07/01/2013 11:50 am ET Updated Aug 31, 2013

Labor Surplus, Labor Shortage, and the Skills Gap Between

We have two significant problems with the job market in the current recovery -- a labor surplus and a labor shortage. High unemployment and a lack of job opportunity for young people - the surplus; employers who can't find the highly skilled workforce needed - the shortage. The situation resembles an hourglass. On one end are those people needing jobs, but lacking skills, trying to fill the need of employers for highly skilled workers - the other end of the glass. At the neck of the hourglass is the community college, providing the skills needed for business competitiveness.

Both labor statistics and anecdotal information from the field indicate that an economic recovery is under way, but job recovery has been slower than market recovery. In May 2013, the unemployment rate was 7.6 percent -- 11.8 million people (Bureau of Labor Statistics). Of this almost 12 million, 4.4 million were long-term unemployed (27 weeks or more). In manufacturing (durable and non-durable), one of the sectors experiencing the most pronounced shortages, employment was only slightly better than the economy as a whole with 6.8 percent unemployed -- 1.1 million people. The states showing the greatest improvement in employment were those with significant energy sectors (North Dakota and Texas, in particular). In other words, there is substantial and persistent pool of unemployed adults who were previously working who are looking for opportunity in this economy - the labor surplus.

Then, there is the shortage. Perhaps the best assessment of this phenomenon is the 2011 Manufacturing Institute and Deloitte study, Boiling Point: The Skills Gap in U.S. Manufacturing. The study points to a deficit of 600,000 skilled workers, primarily highly skilled production workers - "machinists, operators, craft workers, distributors, and technicians" These highly skilled technicians are the new knowledge workers, requiring applied math and science, critical thinking skills, and an understanding of lean manufacturing and supply chain. To paraphrase the old car ad, these are not our grandfathers' plant workers. Some have questioned whether the skills gap is as serious as the Manufacturing Institute report portends, but analyses by McKinsey and Company and others, as well as anecdotal reports from employers on the ground in places like North Carolina, attest to the reality of the gap. The only question is how big is it?

Let's look at one example. In Winston-Salem, N.C., a metropolitan area of more than 250,000 people, Caterpillar is looking for CNC-prepared machinists with an associate degree; Deere-Hitachi is adding jobs that will require an associate degree in welding, including robotics. In the energy sector, Siemens is growing a workforce that has certified skills in welding, machining, and robotics coatings. In aviation, TIMCO Aviation requires FAA-certified technicians. And there are new jobs coming in bioprocessing with Herbalife. In this one community, several hundred jobs are in the balance, dependent on the pipeline of advanced manufacturing technicians.

A generation ago, the entry level production workers for jobs like these would have come from high school graduates who might have had high school shop classes or grown up tinkering at home or on the farm.

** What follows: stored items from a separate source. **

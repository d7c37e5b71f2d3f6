// Path: crates/relayer/src/events/mod.rs

//! Event log scanning over the IBC contracts.
//!
//! Views of sent packets and written acknowledgements are rebuilt from logs on
//! every call. Without a [`LogCursor`] that means a scan from genesis whose
//! cost is linear in the contract's total log volume; chains with long
//! histories should plug in an external indexer as the cursor.

pub mod packets;

use crate::contracts::{SendPacket, WriteAcknowledgement};
use alloy_primitives::{Address, B256};
use alloy_sol_types::SolEvent;
use atlas_api::context::CallContext;
use atlas_api::ledger::{BlockTag, LedgerClient, LogCursor, LogFilter, RawLog};
use atlas_types::config::ChainConfig;
use atlas_types::error::ProverError;
use std::sync::Arc;

pub use packets::PacketReconstructor;

/// The events the prover decodes.
#[derive(Debug, Clone, Copy, PartialEq, Eq, Hash)]
pub enum EventKind {
    /// `SendPacket(Packet)` from the handler.
    SendPacket,
    /// `WriteAcknowledgement(string,string,uint64,bytes)` from the handler.
    WriteAcknowledgement,
}

/// Where an event is emitted and how its topic is computed.
#[derive(Debug, Clone, PartialEq, Eq)]
pub struct EventSchema {
    /// The event.
    pub kind: EventKind,
    /// The canonical Solidity signature.
    pub signature: &'static str,
    /// `keccak256(signature)`, the log's `topics[0]`.
    pub topic: B256,
    /// The contract that emits it.
    pub emitter: Address,
}

impl EventSchema {
    fn of<E: SolEvent>(kind: EventKind, emitter: Address) -> Self {
        Self {
            kind,
            signature: E::SIGNATURE,
            topic: E::SIGNATURE_HASH,
            emitter,
        }
    }

    /// Decodes `log` as `E`, failing closed on any emitter, topic or field mismatch.
    pub fn decode<E: SolEvent>(&self, log: &RawLog) -> Result<E, ProverError> {
        if E::SIGNATURE_HASH != self.topic {
            return Err(ProverError::Decode(format!(
                "schema {} cannot decode as {}",
                self.signature,
                E::SIGNATURE
            )));
        }
        if log.address != self.emitter {
            return Err(ProverError::Decode(format!(
                "{} log from unexpected emitter {}",
                self.signature, log.address
            )));
        }
        if log.topics.first() != Some(&self.topic) {
            return Err(ProverError::Decode(format!(
                "log topic does not match {}",
                self.signature
            )));
        }
        E::decode_raw_log(log.topics.iter().copied(), &log.data, true)
            .map_err(|e| ProverError::Decode(format!("{}: {e}", self.signature)))
    }
}

/// The immutable registry of decodable events, built once per chain.
#[derive(Debug, Clone, PartialEq, Eq)]
pub struct EventSchemas {
    send_packet: EventSchema,
    write_acknowledgement: EventSchema,
}

impl EventSchemas {
    /// Binds the packet events to the handler contract at `handler`.
    pub fn new(handler: Address) -> Self {
        Self {
            send_packet: EventSchema::of::<SendPacket>(EventKind::SendPacket, handler),
            write_acknowledgement: EventSchema::of::<WriteAcknowledgement>(
                EventKind::WriteAcknowledgement,
                handler,
            ),
        }
    }

    /// The registry for the contracts named in `config`.
    pub fn from_config(config: &ChainConfig) -> Self {
        Self::new(config.ibc_handler_address)
    }

    /// The schema of `kind`.
    pub fn schema(&self, kind: EventKind) -> &EventSchema {
        match kind {
            EventKind::SendPacket => &self.send_packet,
            EventKind::WriteAcknowledgement => &self.write_acknowledgement,
        }
    }
}

/// Fetches raw logs for one contract and topic.
pub struct LogScanner {
    ledger: Arc<dyn LedgerClient>,
    cursor: Option<Arc<dyn LogCursor>>,
}

impl LogScanner {
    /// A scanner that always scans from genesis.
    pub fn new(ledger: Arc<dyn LedgerClient>) -> Self {
        Self {
            ledger,
            cursor: None,
        }
    }

    /// Seeds scans from an external indexer; only the unindexed tail is fetched.
    pub fn with_cursor(mut self, cursor: Arc<dyn LogCursor>) -> Self {
        self.cursor = Some(cursor);
        self
    }

    /// Every log with `topic` emitted by `address` in `[from_block, to_block]`.
    ///
    /// A transport failure aborts the whole scan; no partial result is returned.
    pub async fn scan(
        &self,
        ctx: &CallContext,
        address: Address,
        topic: B256,
        from_block: u64,
        to_block: BlockTag,
    ) -> Result<Vec<RawLog>, ProverError> {
        let filter = LogFilter::new(address, topic, from_block, to_block);
        let indexed = match &self.cursor {
            Some(cursor) => cursor.indexed(ctx, &filter).await?,
            None => None,
        };

        let logs = match indexed {
            Some(idx) => {
                let in_range = |log: &RawLog| {
                    let block = log.block().unwrap_or(from_block);
                    block >= from_block
                        && match to_block {
                            BlockTag::Number(to) => block <= to,
                            BlockTag::Latest => true,
                        }
                };
                let mut logs: Vec<RawLog> = idx.logs.into_iter().filter(|l| in_range(l)).collect();
                let covered = matches!(to_block, BlockTag::Number(to) if idx.through_block >= to);
                if !covered {
                    let tail_from = from_block.max(idx.through_block.saturating_add(1));
                    let tail = LogFilter::new(address, topic, tail_from, to_block);
                    logs.extend(self.ledger.get_logs(ctx, &tail).await?);
                }
                tracing::debug!(
                    target: "prover",
                    %address,
                    %topic,
                    through_block = idx.through_block,
                    covered,
                    "log scan seeded from cursor"
                );
                logs
            }
            None => self.ledger.get_logs(ctx, &filter).await?,
        };

        if let Some(bad) = logs
            .iter()
            .find(|l| l.address != address || l.topics.first() != Some(&topic))
        {
            return Err(ProverError::Decode(format!(
                "ledger returned a log outside the filter: emitter {} topics {:?}",
                bad.address, bad.topics
            )));
        }
        tracing::debug!(
            target: "prover",
            %address,
            %topic,
            from_block,
            to_block = %to_block.to_rpc_param(),
            logs = logs.len(),
            "log scan complete"
        );
        Ok(logs)
    }

    /// Scans for the logs of `schema`.
    pub async fn scan_schema(
        &self,
        ctx: &CallContext,
        schema: &EventSchema,
        to_block: BlockTag,
    ) -> Result<Vec<RawLog>, ProverError> {
        self.scan(ctx, schema.emitter, schema.topic, 0, to_block).await
    }
}

#[cfg(test)]
mod tests {
    use super::*;
    use atlas_test_utils::fixtures::HANDLER;
    use atlas_test_utils::{MockLedger, MockLogCursor};
    use alloy_primitives::{Bytes, U64};

    fn ack_log(block: u64, seq: u64) -> RawLog {
        let ev = WriteAcknowledgement {
            destinationPortId: "transfer".into(),
            destinationChannel: "channel-0".into(),
            sequence: seq,
            acknowledgement: Bytes::from(vec![1]),
        };
        RawLog {
            address: HANDLER,
            topics: vec![WriteAcknowledgement::SIGNATURE_HASH],
            data: ev.encode_data().into(),
            block_number: Some(U64::from(block)),
            log_index: None,
        }
    }

    #[test]
    fn registry_binds_emitters() {
        let schemas = EventSchemas::new(HANDLER);
        assert_eq!(schemas.schema(EventKind::SendPacket).emitter, HANDLER);
        assert_eq!(schemas.schema(EventKind::WriteAcknowledgement).emitter, HANDLER);
        assert_eq!(
            schemas.schema(EventKind::WriteAcknowledgement).topic,
            WriteAcknowledgement::SIGNATURE_HASH
        );
    }

    #[test]
    fn decode_rejects_wrong_schema_and_truncated_data() {
        let schemas = EventSchemas::new(HANDLER);
        let log = ack_log(1, 1);
        let send = schemas.schema(EventKind::SendPacket);
        assert!(matches!(
            send.decode::<WriteAcknowledgement>(&log),
            Err(ProverError::Decode(_))
        ));
        let ack = schemas.schema(EventKind::WriteAcknowledgement);
        assert_eq!(ack.decode::<WriteAcknowledgement>(&log).unwrap().sequence, 1);

        let mut truncated = log.clone();
        truncated.data = Bytes::from(log.data[..40].to_vec());
        assert!(matches!(
            ack.decode::<WriteAcknowledgement>(&truncated),
            Err(ProverError::Decode(_))
        ));
    }

    #[tokio::test]
    async fn transport_error_aborts_scan() {
        let ledger = Arc::new(MockLedger::new());
        ledger.push_log(ack_log(1, 1));
        ledger.fail_method("eth_getLogs");
        let scanner = LogScanner::new(ledger);
        let res = scanner
            .scan(
                &CallContext::background(),
                HANDLER,
                WriteAcknowledgement::SIGNATURE_HASH,
                0,
                BlockTag::Latest,
            )
            .await;
        assert!(matches!(res, Err(ProverError::Transport { .. })));
    }

    #[tokio::test]
    async fn cursor_seeds_scan_and_only_tail_is_fetched() {
        let ledger = Arc::new(MockLedger::new());
        ledger.set_head(100);
        // Block 10 is indexed; block 60 is only on the ledger.
        ledger.push_log(ack_log(10, 1));
        ledger.push_log(ack_log(60, 2));
        let cursor = Arc::new(MockLogCursor::new(vec![ack_log(10, 1)], 50));
        let scanner = LogScanner::new(ledger.clone()).with_cursor(cursor);

        let logs = scanner
            .scan(
                &CallContext::background(),
                HANDLER,
                WriteAcknowledgement::SIGNATURE_HASH,
                0,
                BlockTag::Latest,
            )
            .await
            .unwrap();
        let blocks: Vec<_> = logs.iter().filter_map(|l| l.block()).collect();
        assert_eq!(blocks, vec![10, 60]);
        assert_eq!(ledger.calls_to("eth_getLogs"), 1);
    }

    #[tokio::test]
    async fn fully_indexed_range_skips_the_ledger() {
        let ledger = Arc::new(MockLedger::new());
        let cursor = Arc::new(MockLogCursor::new(vec![ack_log(10, 1), ack_log(40, 2)], 50));
        let scanner = LogScanner::new(ledger.clone()).with_cursor(cursor);
        let logs = scanner
            .scan(
                &CallContext::background(),
                HANDLER,
                WriteAcknowledgement::SIGNATURE_HASH,
                0,
                BlockTag::Number(20),
            )
            .await
            .unwrap();
        assert_eq!(logs.len(), 1);
        assert_eq!(ledger.calls_to("eth_getLogs"), 0);
    }
}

No more. Today, with advanced manufacturing grounded in science, math, and technology, it is the partnership between the community college and employer that creates the pipeline of skilled workers.

The pipeline may begin with certificates that are stackable into associate degrees. These certificates and degrees will recognize students' experiential learning - previous job training, military training, badges, or open online learning. They will have third-party certified credentials, like the NAM-endorsed skill certifications, imbedded in the curriculum. While the degree programs may be industrial design technologies, production and engineering technologies, or logistics, they will include core competencies in sustainability, regulatory issues, globalization, lean processes, and project management.

At a recent summit of manufacturing leaders in Raleigh, John Bolla of GlaxoSmithKline, noted, "if you aren't partnering with technical community colleges to train the incumbent and future workforce, you are falling behind." Bolla's assertion is backed up by findings by McKinsey that those employers who establish close mutually-supportive partnerships with community colleges and other educational entities have the least concern with the skills gap (Education to Employment: Designing a System that Works)

The challenge to community colleges in meeting the need for a skilled workforce lies in one of the findings from the Deloitte-Manufacturing Institute study. When manufacturers were asked how they search for or recruit new production technicians, the most common response was "word of mouth." Community colleges were down the list with less than 10 percent citing colleges as their source of new workers. A more systematic, defined process, and partnership, for placement/recruitment is needed to serve students and employers, to open the neck of the hourglass, to fill the skills gap.